(Stored data entries)
>>>>

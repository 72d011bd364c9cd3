// src/pool/scaling.rs
//! Scaling decisions
//!
//! The engine never holds a reference to its pool. The pool hands it a
//! [`PoolStatus`] snapshot each tick and applies whatever [`ScalingAction`]
//! comes back.

use crate::pool::types::PoolStatus;
use crate::utils::config::{ScalingConfig, ScalingStrategy};
use chrono::{DateTime, Utc};
use serde::{Deserialize, Serialize};
use std::collections::VecDeque;
use std::time::Instant;

/// Utilization `calculate_optimal_size` aims for
const TARGET_UTILIZATION: f64 = 0.7;

const HISTORY_LIMIT: usize = 100;

#[derive(Debug, Clone, Copy, PartialEq, Eq, Serialize, Deserialize)]
#[serde(rename_all = "snake_case")]
pub enum ScalingDirection {
    Up,
    Down,
}

/// Outcome of one evaluation
#[derive(Debug, Clone, PartialEq, Eq)]
pub enum ScalingDecision {
    None,
    ScaleUp { count: usize, reason: String },
    ScaleDown { count: usize, reason: String },
}

/// A clamped scaling step the pool must carry out
#[derive(Debug, Clone, PartialEq, Eq)]
pub struct ScalingAction {
    pub direction: ScalingDirection,
    pub count: usize,
    pub from: usize,
    pub to: usize,
    pub reason: String,
}

#[derive(Debug, Clone, Serialize, Deserialize)]
pub struct ScalingEvent {
    pub timestamp: DateTime<Utc>,
    pub direction: ScalingDirection,
    pub from_size: usize,
    pub to_size: usize,
    pub reason: String,
}

pub struct ScalingEngine {
    /// Strategy, thresholds and cooldowns
    config: ScalingConfig,

    /// Lower bound on live workers
    min_workers: usize,

    /// Upper bound on live workers
    max_workers: usize,

    /// Target size under the fixed strategy
    initial_workers: usize,

    /// When the last scale-up was recorded
    last_scale_up: Option<Instant>,

    /// When the last scale-down was recorded
    last_scale_down: Option<Instant>,

    /// Recent scaling events, oldest first
    history: VecDeque<ScalingEvent>,
}

impl ScalingEngine {
    pub fn new(config: ScalingConfig, min_workers: usize, max_workers: usize, initial_workers: usize) -> Self {
        Self {
            config,
            min_workers,
            max_workers,
            initial_workers,
            last_scale_up: None,
            last_scale_down: None,
            history: VecDeque::with_capacity(HISTORY_LIMIT),
        }
    }

    pub fn strategy(&self) -> ScalingStrategy {
        self.config.strategy
    }

    pub fn should_scale_up(&self, status: &PoolStatus) -> bool {
        if self.config.strategy == ScalingStrategy::Fixed {
            return false;
        }
        if within(self.last_scale_up, self.config.scale_up_cooldown()) {
            return false;
        }
        if status.total_workers >= self.max_workers {
            return false;
        }

        status.utilization() >= self.config.scale_up_threshold
            || (status.queue_size > 0 && status.idle_workers == 0)
    }

    pub fn should_scale_down(&self, status: &PoolStatus) -> bool {
        if self.config.strategy == ScalingStrategy::Fixed {
            return false;
        }
        if within(self.last_scale_down, self.config.scale_down_cooldown()) {
            return false;
        }
        if status.total_workers <= self.min_workers {
            return false;
        }

        status.utilization() <= self.config.scale_down_threshold
    }

    /// Pool size that would put utilization near 70%
    pub fn calculate_optimal_size(&self, status: &PoolStatus) -> usize {
        if self.config.strategy == ScalingStrategy::Fixed {
            return self.initial_workers;
        }
        let demand = (status.busy_workers + status.queue_size) as f64;
        let optimal = (demand / TARGET_UTILIZATION).ceil() as usize;
        optimal.clamp(self.min_workers, self.max_workers)
    }

    /// Decide at most one action for this tick
    pub fn evaluate(&self, status: &PoolStatus) -> ScalingDecision {
        if self.should_scale_up(status) {
            let optimal = self.calculate_optimal_size(status);
            let count = optimal.saturating_sub(status.total_workers).max(1);
            return ScalingDecision::ScaleUp {
                count,
                reason: format!(
                    "utilization {:.0}% with {} queued tasks",
                    status.utilization() * 100.0,
                    status.queue_size
                ),
            };
        }

        if self.should_scale_down(status) {
            let optimal = self.calculate_optimal_size(status);
            let count = status.total_workers.saturating_sub(optimal).max(1);
            return ScalingDecision::ScaleDown {
                count,
                reason: format!("utilization {:.0}%", status.utilization() * 100.0),
            };
        }

        ScalingDecision::None
    }

    /// Clamp a scale-up to `max_workers`, record it and start the cooldown
    pub fn execute_scale_up(&mut self, status: &PoolStatus, count: usize, reason: &str) -> Option<ScalingAction> {
        let from = status.total_workers;
        let to = (from + count).min(self.max_workers);
        if to <= from {
            return None;
        }
        self.last_scale_up = Some(Instant::now());
        Some(self.record(ScalingDirection::Up, from, to, reason))
    }

    /// Clamp a scale-down to `min_workers`, record it and start the cooldown
    pub fn execute_scale_down(&mut self, status: &PoolStatus, count: usize, reason: &str) -> Option<ScalingAction> {
        let from = status.total_workers;
        let to = from.saturating_sub(count).max(self.min_workers);
        if to >= from {
            return None;
        }
        self.last_scale_down = Some(Instant::now());
        Some(self.record(ScalingDirection::Down, from, to, reason))
    }

    fn record(&mut self, direction: ScalingDirection, from: usize, to: usize, reason: &str) -> ScalingAction {
        if self.history.len() == HISTORY_LIMIT {
            self.history.pop_front();
        }
        self.history.push_back(ScalingEvent {
            timestamp: Utc::now(),
            direction,
            from_size: from,
            to_size: to,
            reason: reason.to_string(),
        });

        ScalingAction {
            direction,
            count: from.abs_diff(to),
            from,
            to,
            reason: reason.to_string(),
        }
    }

    pub fn history(&self) -> Vec<ScalingEvent> {
        self.history.iter().cloned().collect()
    }
}

fn within(last: Option<Instant>, cooldown: std::time::Duration) -> bool {
    last.map(|at| at.elapsed() < cooldown).unwrap_or(false)
}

<<<<

What is needed: Extract every line containing the string "Some" from the data above.

Response to the exercise:
        self.last_scale_up = Some(Instant::now());
        Some(self.record(ScalingDirection::Up, from, to, reason))
        self.last_scale_down = Some(Instant::now());
        Some(self.record(ScalingDirection::Down, from, to, reason))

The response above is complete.